**PROBLEM TO WORK ON:** Take the data below and extract the lines from the one with "use crate::external::DataSource;" to the one with "impl<T: Clone> Endpoint<T>", inclusive, exactly as written.

LISTED ENTRIES section start

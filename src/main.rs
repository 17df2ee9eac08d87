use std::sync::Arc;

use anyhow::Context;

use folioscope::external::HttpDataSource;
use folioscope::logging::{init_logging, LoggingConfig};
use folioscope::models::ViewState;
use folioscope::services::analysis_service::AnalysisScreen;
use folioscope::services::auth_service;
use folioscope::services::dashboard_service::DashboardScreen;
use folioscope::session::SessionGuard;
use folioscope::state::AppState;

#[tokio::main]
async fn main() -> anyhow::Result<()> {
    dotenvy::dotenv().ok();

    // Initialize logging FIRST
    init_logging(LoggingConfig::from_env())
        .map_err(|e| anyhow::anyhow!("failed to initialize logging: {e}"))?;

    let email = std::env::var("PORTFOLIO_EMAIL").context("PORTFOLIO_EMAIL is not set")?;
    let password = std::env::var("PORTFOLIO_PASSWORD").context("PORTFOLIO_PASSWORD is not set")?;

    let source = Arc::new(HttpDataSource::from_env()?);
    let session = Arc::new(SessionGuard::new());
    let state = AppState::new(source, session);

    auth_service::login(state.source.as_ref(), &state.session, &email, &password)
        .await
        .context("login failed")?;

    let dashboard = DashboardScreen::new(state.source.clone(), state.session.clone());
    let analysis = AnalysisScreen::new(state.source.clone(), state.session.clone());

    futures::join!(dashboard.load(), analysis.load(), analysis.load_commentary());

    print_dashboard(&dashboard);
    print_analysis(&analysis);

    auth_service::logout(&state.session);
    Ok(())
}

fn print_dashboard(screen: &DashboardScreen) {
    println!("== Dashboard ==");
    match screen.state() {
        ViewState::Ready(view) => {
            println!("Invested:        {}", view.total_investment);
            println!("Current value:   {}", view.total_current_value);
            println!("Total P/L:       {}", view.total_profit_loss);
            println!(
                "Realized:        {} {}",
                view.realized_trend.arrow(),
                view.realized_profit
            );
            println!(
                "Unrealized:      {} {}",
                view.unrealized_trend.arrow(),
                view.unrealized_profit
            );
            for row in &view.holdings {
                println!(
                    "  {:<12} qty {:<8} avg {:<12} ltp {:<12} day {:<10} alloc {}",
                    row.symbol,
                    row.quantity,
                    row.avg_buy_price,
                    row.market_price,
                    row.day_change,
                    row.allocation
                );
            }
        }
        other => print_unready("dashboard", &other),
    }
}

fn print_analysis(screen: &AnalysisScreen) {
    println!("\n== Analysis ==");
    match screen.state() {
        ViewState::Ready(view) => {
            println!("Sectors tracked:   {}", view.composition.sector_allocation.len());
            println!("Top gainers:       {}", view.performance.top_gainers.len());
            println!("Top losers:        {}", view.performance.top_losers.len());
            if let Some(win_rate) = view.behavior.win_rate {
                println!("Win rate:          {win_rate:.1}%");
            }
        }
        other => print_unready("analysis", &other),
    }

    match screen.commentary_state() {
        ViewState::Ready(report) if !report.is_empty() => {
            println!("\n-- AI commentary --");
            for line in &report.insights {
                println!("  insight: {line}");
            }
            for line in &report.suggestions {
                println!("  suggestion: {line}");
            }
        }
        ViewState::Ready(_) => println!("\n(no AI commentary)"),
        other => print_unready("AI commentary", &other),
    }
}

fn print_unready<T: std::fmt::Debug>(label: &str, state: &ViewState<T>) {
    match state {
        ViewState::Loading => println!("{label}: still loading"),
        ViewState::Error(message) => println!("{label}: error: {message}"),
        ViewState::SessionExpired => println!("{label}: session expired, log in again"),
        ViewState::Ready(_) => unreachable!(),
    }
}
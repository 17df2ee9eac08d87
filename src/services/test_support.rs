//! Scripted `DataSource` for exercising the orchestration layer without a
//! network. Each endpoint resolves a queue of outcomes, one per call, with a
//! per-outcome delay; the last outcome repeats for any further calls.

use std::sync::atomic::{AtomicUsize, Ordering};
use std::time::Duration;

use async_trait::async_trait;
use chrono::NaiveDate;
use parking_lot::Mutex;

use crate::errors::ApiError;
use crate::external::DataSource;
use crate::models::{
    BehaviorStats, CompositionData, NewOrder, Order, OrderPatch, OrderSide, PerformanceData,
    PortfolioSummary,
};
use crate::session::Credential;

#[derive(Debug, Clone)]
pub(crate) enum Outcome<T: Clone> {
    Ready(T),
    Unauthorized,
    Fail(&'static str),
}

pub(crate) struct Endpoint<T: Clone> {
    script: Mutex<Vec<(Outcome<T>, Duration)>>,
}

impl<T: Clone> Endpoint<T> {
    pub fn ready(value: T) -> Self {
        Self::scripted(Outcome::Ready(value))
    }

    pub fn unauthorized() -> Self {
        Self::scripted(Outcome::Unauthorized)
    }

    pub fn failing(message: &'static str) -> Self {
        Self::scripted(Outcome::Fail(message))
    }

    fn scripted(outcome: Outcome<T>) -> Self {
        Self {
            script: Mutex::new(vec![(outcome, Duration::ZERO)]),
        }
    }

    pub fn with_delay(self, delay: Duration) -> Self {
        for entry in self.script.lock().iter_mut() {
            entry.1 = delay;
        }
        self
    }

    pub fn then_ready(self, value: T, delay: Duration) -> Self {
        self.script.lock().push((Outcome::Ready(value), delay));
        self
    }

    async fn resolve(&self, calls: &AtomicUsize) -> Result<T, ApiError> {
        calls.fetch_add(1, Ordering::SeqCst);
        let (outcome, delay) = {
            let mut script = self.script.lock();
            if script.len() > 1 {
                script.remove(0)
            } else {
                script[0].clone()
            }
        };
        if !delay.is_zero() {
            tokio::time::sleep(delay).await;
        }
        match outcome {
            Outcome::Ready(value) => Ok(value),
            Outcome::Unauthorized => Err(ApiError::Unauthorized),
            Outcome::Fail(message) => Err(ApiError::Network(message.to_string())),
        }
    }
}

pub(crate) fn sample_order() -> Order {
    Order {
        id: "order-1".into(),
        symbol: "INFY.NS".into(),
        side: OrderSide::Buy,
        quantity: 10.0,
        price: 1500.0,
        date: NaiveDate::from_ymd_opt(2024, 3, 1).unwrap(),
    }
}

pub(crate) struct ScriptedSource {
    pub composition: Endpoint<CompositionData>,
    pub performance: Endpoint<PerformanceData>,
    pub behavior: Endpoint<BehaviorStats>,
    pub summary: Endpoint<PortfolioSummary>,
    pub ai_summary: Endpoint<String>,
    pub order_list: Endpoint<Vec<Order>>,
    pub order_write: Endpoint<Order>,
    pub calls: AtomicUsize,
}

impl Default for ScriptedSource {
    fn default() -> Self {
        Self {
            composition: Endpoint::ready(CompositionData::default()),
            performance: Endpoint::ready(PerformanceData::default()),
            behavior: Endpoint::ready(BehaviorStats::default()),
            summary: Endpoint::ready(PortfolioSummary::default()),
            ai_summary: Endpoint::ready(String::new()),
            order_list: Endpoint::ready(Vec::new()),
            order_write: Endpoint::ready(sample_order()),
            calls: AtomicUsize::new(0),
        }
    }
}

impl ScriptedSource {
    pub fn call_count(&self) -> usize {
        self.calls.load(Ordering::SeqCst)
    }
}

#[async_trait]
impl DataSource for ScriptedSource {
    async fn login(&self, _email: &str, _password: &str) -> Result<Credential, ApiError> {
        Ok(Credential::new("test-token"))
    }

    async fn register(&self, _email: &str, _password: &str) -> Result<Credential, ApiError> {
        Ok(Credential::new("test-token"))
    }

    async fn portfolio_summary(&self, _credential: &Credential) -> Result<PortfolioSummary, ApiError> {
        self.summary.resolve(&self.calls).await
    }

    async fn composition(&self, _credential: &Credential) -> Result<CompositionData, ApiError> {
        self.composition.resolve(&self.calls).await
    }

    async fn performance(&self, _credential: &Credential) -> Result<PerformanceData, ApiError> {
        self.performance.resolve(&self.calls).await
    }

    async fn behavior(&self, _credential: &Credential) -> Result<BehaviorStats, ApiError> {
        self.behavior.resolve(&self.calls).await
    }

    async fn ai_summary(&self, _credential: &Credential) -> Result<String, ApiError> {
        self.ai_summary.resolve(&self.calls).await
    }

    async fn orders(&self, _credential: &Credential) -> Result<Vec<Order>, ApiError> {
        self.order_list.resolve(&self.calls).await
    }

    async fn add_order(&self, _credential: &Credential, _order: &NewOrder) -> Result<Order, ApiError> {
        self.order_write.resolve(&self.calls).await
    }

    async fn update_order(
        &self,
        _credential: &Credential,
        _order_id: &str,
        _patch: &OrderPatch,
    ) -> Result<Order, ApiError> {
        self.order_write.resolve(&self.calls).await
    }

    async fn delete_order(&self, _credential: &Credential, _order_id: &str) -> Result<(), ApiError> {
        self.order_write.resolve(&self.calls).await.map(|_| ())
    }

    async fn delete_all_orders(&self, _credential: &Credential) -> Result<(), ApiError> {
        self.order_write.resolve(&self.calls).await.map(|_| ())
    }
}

LISTED ENTRIES section end

**ANSWER AREA:**
use crate::external::DataSource;
use crate::models::{
    BehaviorStats, CompositionData, NewOrder, Order, OrderPatch, OrderSide, PerformanceData,
    PortfolioSummary,
};
use crate::session::Credential;

#[derive(Debug, Clone)]
pub(crate) enum Outcome<T: Clone> {
    Ready(T),
    Unauthorized,
    Fail(&'static str),
}

pub(crate) struct Endpoint<T: Clone> {
    script: Mutex<Vec<(Outcome<T>, Duration)>>,
}

impl<T: Clone> Endpoint<T> {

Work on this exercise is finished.